Rebecca Black, Etiquette By Rebecca
Honestly, the wedding is mostly about the couple these days. That also means that the couple is financially responsible for all costs. You may contribute any amount you wish, but don’t have any planning liberties, except if you are hosting the rehearsal dinner. If you choose to host one (it is optional), you choose the venue and everything that goes with it. Please read our many posts on who is invited to this.
Usually there is a “parent’s” table that is reserved at the reception. You might want to ask if this is possible for your son’s wedding/reception. Some don’t have reserved seating for anyone.
It appears that your daughter in law and her family didn’t know what is proper etiquette for weddings. That is unfortunate. She shouldn’t have had much say in the planning of the rehearsal dinner. Normally, as host, you would have asked her for a list of all who were rehearsing and their significant others so you could invite them. Other than that, you would have done all the planning.
Thank you for your response. I hope the upcoming wedding will be much less stressful. However, I would like to know if it is common to have two photographers at the rehearsal dinner and wedding reception? I want to make sure that there are plenty of pictures of both families. It was very upsetting to see all the beautiful pictures of her and her parents and grandparents but none of our son and his grandparents. Thanks for your help.
No, it is not common, nor it is polite to consider that one would have to hire a photographer in order to have pictures taken at the reception. A photographer for the rehearsal dinner is not common at all. Any one can take pictures for this. It shouldn’t rival a reception.

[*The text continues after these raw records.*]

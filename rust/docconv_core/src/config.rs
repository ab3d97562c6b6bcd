use crate::error::{Error, Result};
use serde::Deserialize;
use std::path::Path;

#[derive(Debug, Clone, PartialEq, Eq, Deserialize)]
#[serde(default)]
pub struct Fonts {
    /// ASCII / hAnsi / complex-script font.
    pub latin: String,
    /// CJK font; keeps Latin/CJK spacing even in Word.
    pub east_asia: String,
    pub code: String,
}

impl Default for Fonts {
    fn default() -> Self {
        Self {
            latin: "Calibri".to_string(),
            east_asia: "Microsoft YaHei".to_string(),
            code: "Consolas".to_string(),
        }
    }
}

/// Knobs shared by every conversion direction.
///
/// Every field has a default, so a TOML file only needs the keys it overrides:
///
/// ```toml
/// body_size_pt = 11
/// bullet_glyphs = ["-", "+"]
///
/// [fonts]
/// east_asia = "SimSun"
/// ```
#[derive(Debug, Clone, PartialEq, Eq, Deserialize)]
#[serde(default)]
pub struct ConvertConfig {
    pub fonts: Fonts,
    pub body_size_pt: u32,
    /// Point sizes for h1..h6.
    pub heading_sizes_pt: [u32; 6],
    pub bullet_glyphs: Vec<String>,
    pub list_indent_twips: u32,
    pub blockquote_indent_twips: u32,
    pub merge_small_headings: bool,
    pub embed_images: bool,
    pub keep_tables_in_docx: bool,
}

impl Default for ConvertConfig {
    fn default() -> Self {
        Self {
            fonts: Fonts::default(),
            body_size_pt: 12,
            heading_sizes_pt: [26, 22, 18, 16, 14, 12],
            bullet_glyphs: vec!["•".to_string(), "◦".to_string(), "▪".to_string()],
            list_indent_twips: 720,
            blockquote_indent_twips: 720,
            merge_small_headings: true,
            embed_images: true,
            keep_tables_in_docx: false,
        }
    }
}

impl ConvertConfig {
    pub fn load(path: &Path) -> Result<Self> {
        let raw = std::fs::read_to_string(path).map_err(|e| Error::io("read", path, e))?;
        Self::from_toml_str(&raw).map_err(|source| Error::Config {
            path: path.to_path_buf(),
            source,
        })
    }

    pub fn from_toml_str(raw: &str) -> std::result::Result<Self, toml::de::Error> {
        toml::from_str(raw)
    }

    /// Level is clamped to 1..=6.
    pub fn heading_size(&self, level: u8) -> u32 {
        let idx = usize::from(level.clamp(1, 6)) - 1;
        self.heading_sizes_pt[idx]
    }

    /// Glyphs cycle when the nesting is deeper than the configured list.
    pub fn bullet_glyph(&self, depth: usize) -> &str {
        if self.bullet_glyphs.is_empty() {
            return "•";
        }
        &self.bullet_glyphs[depth % self.bullet_glyphs.len()]
    }
}

#[cfg(test)]
mod tests {
    use super::*;

    #[test]
    fn heading_sizes_follow_levels_and_clamp() {
        let cfg = ConvertConfig::default();
        assert_eq!(cfg.heading_size(1), 26);
        assert_eq!(cfg.heading_size(4), 16);
        assert_eq!(cfg.heading_size(6), 12);
        assert_eq!(cfg.heading_size(0), 26);
        assert_eq!(cfg.heading_size(9), 12);
    }

    #[test]
    fn bullet_glyphs_cycle_by_depth() {
        let cfg = ConvertConfig::default();
        assert_eq!(cfg.bullet_glyph(0), "•");
        assert_eq!(cfg.bullet_glyph(1), "◦");
        assert_eq!(cfg.bullet_glyph(2), "▪");
        assert_eq!(cfg.bullet_glyph(3), "•");
    }

    #[test]
    fn partial_toml_keeps_defaults() {
        let cfg = ConvertConfig::from_toml_str(
            r#"
body_size_pt = 11
[fonts]
east_asia = "SimSun"
"#,
        )
        .unwrap();
        assert_eq!(cfg.body_size_pt, 11);
        assert_eq!(cfg.fonts.east_asia, "SimSun");
        assert_eq!(cfg.fonts.latin, "Calibri");
        assert!(cfg.merge_small_headings);
    }

    #[test]
    fn load_reports_path_on_bad_toml() {
        let dir = tempfile::tempdir().unwrap();
        let path = dir.path().join("bad.toml");
        std::fs::write(&path, "body_size_pt = \"big\"").unwrap();
        let err = ConvertConfig::load(&path).unwrap_err();
        assert!(err.to_string().contains("bad.toml"));
    }
}
use std::path::PathBuf;
use thiserror::Error;

#[derive(Debug, Error)]
pub enum Error {
    #[error("{op} {}: {source}", path.display())]
    Io {
        op: &'static str,
        path: PathBuf,
        #[source]
        source: std::io::Error,
    },
    #[error("invalid docx package: {0}")]
    Zip(#[from] zip::result::ZipError),
    #[error("malformed package xml: {0}")]
    Xml(#[from] quick_xml::Error),
    #[error("missing package part: {0}")]
    MissingPart(String),
    #[error("invalid config {}: {source}", path.display())]
    Config {
        path: PathBuf,
        #[source]
        source: toml::de::Error,
    },
    #[error("empty {0}")]
    EmptyInput(&'static str),
    #[error("unsupported conversion: {0}")]
    Unsupported(String),
    #[error(transparent)]
    IoRaw(#[from] std::io::Error),
}

pub type Result<T> = std::result::Result<T, Error>;

impl Error {
    pub(crate) fn io(op: &'static str, path: impl Into<PathBuf>, source: std::io::Error) -> Self {
        Self::Io {
            op,
            path: path.into(),
            source,
        }
    }
}
#[cfg(test)]
mod tests {
    use super::*;
    use crate::blocks::build_blocks;
    use crate::package::DocxPackage;
    use std::io::Read;
    use zip::ZipArchive;

    fn part(bytes: &[u8], name: &str) -> Option<String> {
        let mut archive = ZipArchive::new(Cursor::new(bytes)).unwrap();
        let mut file = archive.by_name(name).ok()?;
        let mut s = String::new();
        file.read_to_string(&mut s).unwrap();
        Some(s)
    }

    #[test]
    fn every_run_carries_fonts_kerning_and_size() {
        let cfg = ConvertConfig::default();
        let blocks = build_blocks("<h2>T</h2><p>plain <strong>bold</strong></p>", &cfg);
        let bytes = write_docx(&blocks, &cfg).unwrap();
        let doc = part(&bytes, "word/document.xml").unwrap();

        assert!(doc.contains(r#"<w:pStyle w:val="Heading2"/>"#));
        assert!(doc.contains(r#"<w:jc w:val="center"/>"#));
        assert!(doc.contains(r#"<w:sz w:val="44"/>"#));
        assert!(doc.contains(r#"<w:b/><w:kern w:val="0"/><w:sz w:val="24"/>"#));
        let runs = doc.matches("<w:r>").count();
        assert_eq!(runs, 3);
        assert_eq!(
            doc.matches(r#"<w:rFonts w:ascii="Calibri" w:hAnsi="Calibri" w:cs="Calibri" w:eastAsia="Microsoft YaHei"/>"#)
                .count(),
            runs
        );
        assert_eq!(doc.matches(r#"<w:kern w:val="0"/>"#).count(), runs);
        assert_eq!(doc.matches(r#"<w:spacing w:line="240" w:lineRule="auto"/>"#).count(), 2);
        assert!(part(&bytes, "word/numbering.xml").is_none());
    }

    #[test]
    fn lists_get_numbering_part_with_level_glyphs() {
        let cfg = ConvertConfig::default();
        let blocks = build_blocks("<ul><li>a<ul><li>b</li></ul></li></ul><ol><li>c</li></ol>", &cfg);
        let bytes = write_docx(&blocks, &cfg).unwrap();

        let doc = part(&bytes, "word/document.xml").unwrap();
        assert!(doc.contains(r#"<w:numPr><w:ilvl w:val="1"/><w:numId w:val="1"/></w:numPr>"#));
        assert!(doc.contains(r#"<w:numPr><w:ilvl w:val="0"/><w:numId w:val="2"/></w:numPr>"#));

        let numbering = part(&bytes, "word/numbering.xml").unwrap();
        assert!(numbering.contains(r#"<w:lvl w:ilvl="0"><w:start w:val="1"/><w:numFmt w:val="bullet"/><w:lvlText w:val="•"/>"#));
        assert!(numbering.contains(r#"<w:lvl w:ilvl="1"><w:start w:val="1"/><w:numFmt w:val="bullet"/><w:lvlText w:val="◦"/>"#));
        assert!(numbering.contains(r#"<w:lvl w:ilvl="3"><w:start w:val="1"/><w:numFmt w:val="bullet"/><w:lvlText w:val="•"/>"#));
        assert!(numbering.contains(r#"<w:lvlText w:val="%2."/>"#));
        assert!(numbering.contains(r#"<w:ind w:left="1440" w:hanging="360"/>"#));
        assert!(numbering.contains(r#"<w:ind w:left="6480" w:hanging="360"/>"#));

        let types = part(&bytes, "[Content_Types].xml").unwrap();
        assert!(types.contains("/word/numbering.xml"));
        let rels = part(&bytes, "word/_rels/document.xml.rels").unwrap();
        assert!(rels.contains(r#"Target="numbering.xml""#));
    }

    #[test]
    fn hyperlinks_get_sorted_relationship_ids() {
        let cfg = ConvertConfig::default();
        let blocks = build_blocks(
            r##"<p><a href="https://z.example/">z</a> <a href="https://a.example/?q=1&amp;r=2">a</a> <a href="#top">top</a></p>"##,
            &cfg,
        );
        let bytes = write_docx(&blocks, &cfg).unwrap();
        let rels = part(&bytes, "word/_rels/document.xml.rels").unwrap();
        assert!(rels.contains(r#"Id="rId10" Type="http://schemas.openxmlformats.org/officeDocument/2006/relationships/hyperlink" Target="https://a.example/?q=1&amp;r=2" TargetMode="External""#));
        assert!(rels.contains(r#"Id="rId11" Type="http://schemas.openxmlformats.org/officeDocument/2006/relationships/hyperlink" Target="https://z.example/""#));

        let doc = part(&bytes, "word/document.xml").unwrap();
        assert!(doc.contains(r#"<w:hyperlink r:id="rId11" w:history="1">"#));
        assert!(doc.contains(r#"<w:hyperlink w:anchor="top" w:history="1">"#));
    }

    #[test]
    fn kept_tables_are_written_and_padded() {
        let cfg = ConvertConfig {
            keep_tables_in_docx: true,
            ..ConvertConfig::default()
        };
        let blocks = build_blocks("<table><tr><td>a</td><td>b</td></tr><tr><td>c</td></tr></table>", &cfg);
        let bytes = write_docx(&blocks, &cfg).unwrap();
        let doc = part(&bytes, "word/document.xml").unwrap();
        assert_eq!(doc.matches("<w:tc>").count(), 4);
        assert_eq!(doc.matches("<w:gridCol/>").count(), 2);
        assert!(doc.contains("</w:tbl><w:p/>"));
    }

    #[test]
    fn written_package_reads_back() {
        let cfg = ConvertConfig::default();
        let blocks = build_blocks("<h1>Title</h1><p>Body &lt;text&gt;</p><ul><li>x</li></ul>", &cfg);
        let bytes = write_docx(&blocks, &cfg).unwrap();
        let pkg = DocxPackage::from_bytes(bytes).unwrap();
        assert_eq!(pkg.heading_level("Heading1"), Some(1));
        assert!(!pkg.numbering.is_ordered("1", 0));
        assert!(pkg.numbering.is_ordered("2", 0));
        assert!(pkg.document.text().contains("Body <text>"));
    }

    #[test]
    fn file_writer_creates_parent_directories() {
        let dir = tempfile::tempdir().unwrap();
        let path = dir.path().join("nested/deeper/out.docx");
        let cfg = ConvertConfig::default();
        write_docx_file(&path, &build_blocks("<p>x</p>", &cfg), &cfg).unwrap();
        assert!(path.is_file());
    }

    #[test]
    fn control_characters_never_reach_document_xml() {
        let cfg = ConvertConfig::default();
        let blocks = build_blocks("<p>a&#1;b\u{8}c</p><pre>x\u{b}\ty</pre>", &cfg);
        let bytes = write_docx(&blocks, &cfg).unwrap();
        let doc = part(&bytes, "word/document.xml").unwrap();
        assert!(doc.contains(">abc</w:t>"));
        assert!(doc.contains(">x\ty</w:t>"));
        assert!(!doc.chars().any(|c| c < ' ' && !matches!(c, '\t' | '\n' | '\r')));
        assert!(DocxPackage::from_bytes(bytes).is_ok());
    }
}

Just speak to your son about wanting a few pictures of the family. It doesn’t mean that there will be pictures of exactly who you want to be photographed or the number you want. But, there is nothing wrong in relaying your hope to be included in the pictures.
Thank you for your response. I guess after the last wedding I am only trying to make sure that the same hurtful things do not happen again. My son’s grandparent’s were terribly hurt as was I by the way we were treated. I know my daughter in law’s parents paid for the wedding and the reception but it would have been nice for our family to have felt welcome and part of the celebration. Looking at the pictures only reaffirms what we felt at the wedding reception, that we were not any more special to the bride and groom than the other guests. No need to reply and I do appreciate your help.
Donna, Wedding Queen
Please remember not to post more than one question at a time. The question regarding the photographer really should have been posted as a new question, giving other experts, such as our photography expert, the opportunity to answer too.